Discover the latest emerging modes of business transforming industries in 2024. Learn key trends shaping the future of commerce and innovation for success.

25 Sep, 2024 11:13 IST 171
Emerging Modes of Business: Types, Scope & Benefits

The boundaries of commerce are being redefined by the new digital and emerging modes of business. These are not just trends – they are the future. The emerging modes of business are transforming industries and creating extraordinary opportunities for entrepreneurs worldwide. From virtual storefronts to distributed networks, the dynamic world of emerging modes of business is reforming the landscape of commerce. Let us delve a bit more and discover the aspects of emerging modes of business in this blog.

What are the types of emerging modes of business?

Our way of business today has undergone a big change so, we are being introduced to some emerging modes of business that are different and involve a lot of digitisations for maximum reach and without any physical barrier. To discuss further, we shall first find out about e-business and then discuss the types of emerging modes of business.

What is E-Business?

Electronic Business is a business that is conducted online and includes buying and selling goods and services. Through this e-business model, customers are given services, the payments are processed, the production control is managed and all of these are done entirely over the internet, along with the collaboration of the business partners. A range of functions is included in the E-business mode, which includes the development of intranets and extranets. In recent times, e-business has grown in progression and has given rise to new requirements for this new business.
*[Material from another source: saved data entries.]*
use alloy::{
    primitives::{Address, Bytes, FixedBytes, U256},
    sol,
    sol_types::SolCall,
};
use txflow_core::transaction::TransactionRequestData;

use crate::delegated_account::generate_random_uid;

sol!(
    #[derive(serde::Serialize, serde::Deserialize)]
    struct Call {
        address target;
        uint256 value;
        bytes data;
    }

    #[derive(serde::Serialize, serde::Deserialize)]
    struct WrappedCalls {
        Call[] calls;
        bytes32 uid;
    }

    function execute(Call[] calldata calls) external payable;
);

/// A set of calls wrapped for execution through a delegated account.
///
/// The bundle is executed by sending a transaction from the owner to
/// itself, with calldata invoking `execute` on the delegated code.
pub struct CallBundle {
    wrapped: WrappedCalls,
}

impl CallBundle {
    pub fn new(requests: &[TransactionRequestData]) -> Self {
        let calls = requests
            .iter()
            .map(|request| Call {
                target: request.to.unwrap_or(Address::ZERO),
                value: request.value,
                data: request.data.clone(),
            })
            .collect();

        Self {
            wrapped: WrappedCalls {
                calls,
                uid: generate_random_uid(),
            },
        }
    }

    pub fn single(request: &TransactionRequestData) -> Self {
        Self::new(std::slice::from_ref(request))
    }

    pub fn uid(&self) -> FixedBytes<32> {
        self.wrapped.uid
    }

    pub fn call_count(&self) -> usize {
        self.wrapped.calls.len()
    }

    /// Native value the outer transaction must carry to fund every call.
    pub fn total_value(&self) -> U256 {
        self.wrapped
            .calls
            .iter()
            .fold(U256::ZERO, |acc, call| acc.saturating_add(call.value))
    }

    /// Calldata for the owner calling `execute` on its own delegated code.
    pub fn self_execute_calldata(&self) -> Bytes {
        let execute_call = executeCall {
            calls: self.wrapped.calls.clone(),
        };

        Bytes::from(execute_call.abi_encode())
    }
}

#[cfg(test)]
mod tests {
    use super::*;

    #[test]
    fn calldata_carries_execute_selector() {
        let bundle = CallBundle::single(&TransactionRequestData {
            to: Some(Address::repeat_byte(0x11)),
            value: U256::from(5u64),
            data: Bytes::from(vec![0xde, 0xad]),
            ..Default::default()
        });

        let calldata = bundle.self_execute_calldata();
        assert_eq!(&calldata[..4], executeCall::SELECTOR.as_slice());
        assert_eq!(bundle.call_count(), 1);
        assert_eq!(bundle.total_value(), U256::from(5u64));
    }

    #[test]
    fn uids_are_unique_per_bundle() {
        let request = TransactionRequestData::default();
        let a = CallBundle::single(&request);
        let b = CallBundle::single(&request);
        assert_ne!(a.uid(), b.uid());
    }
}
E-Commerce: It is the firm’s interactions with its customers and suppliers over the internet. E-Commerce is a part of E-Business, E-Business is a broader term than E-Commerce.

What are the scopes of E-Business?

The scope of E-Business is quite huge. Almost all the business & management functions can be carried out over computer networks. The scope of E-business can be further viewed:

1. B2B Commerce

B2B means Business to Business. In this, the parties involved in the E-Commerce transactions are business firms. The integration of the internet into business operations has connected computers to manage various tasks such as placing orders, tracking production, coordinating delivery of components, and handling payments between businesses. With this seamless digital network, the e-commerce business increased efficiency. There are no delays and improved communication across the supply chain.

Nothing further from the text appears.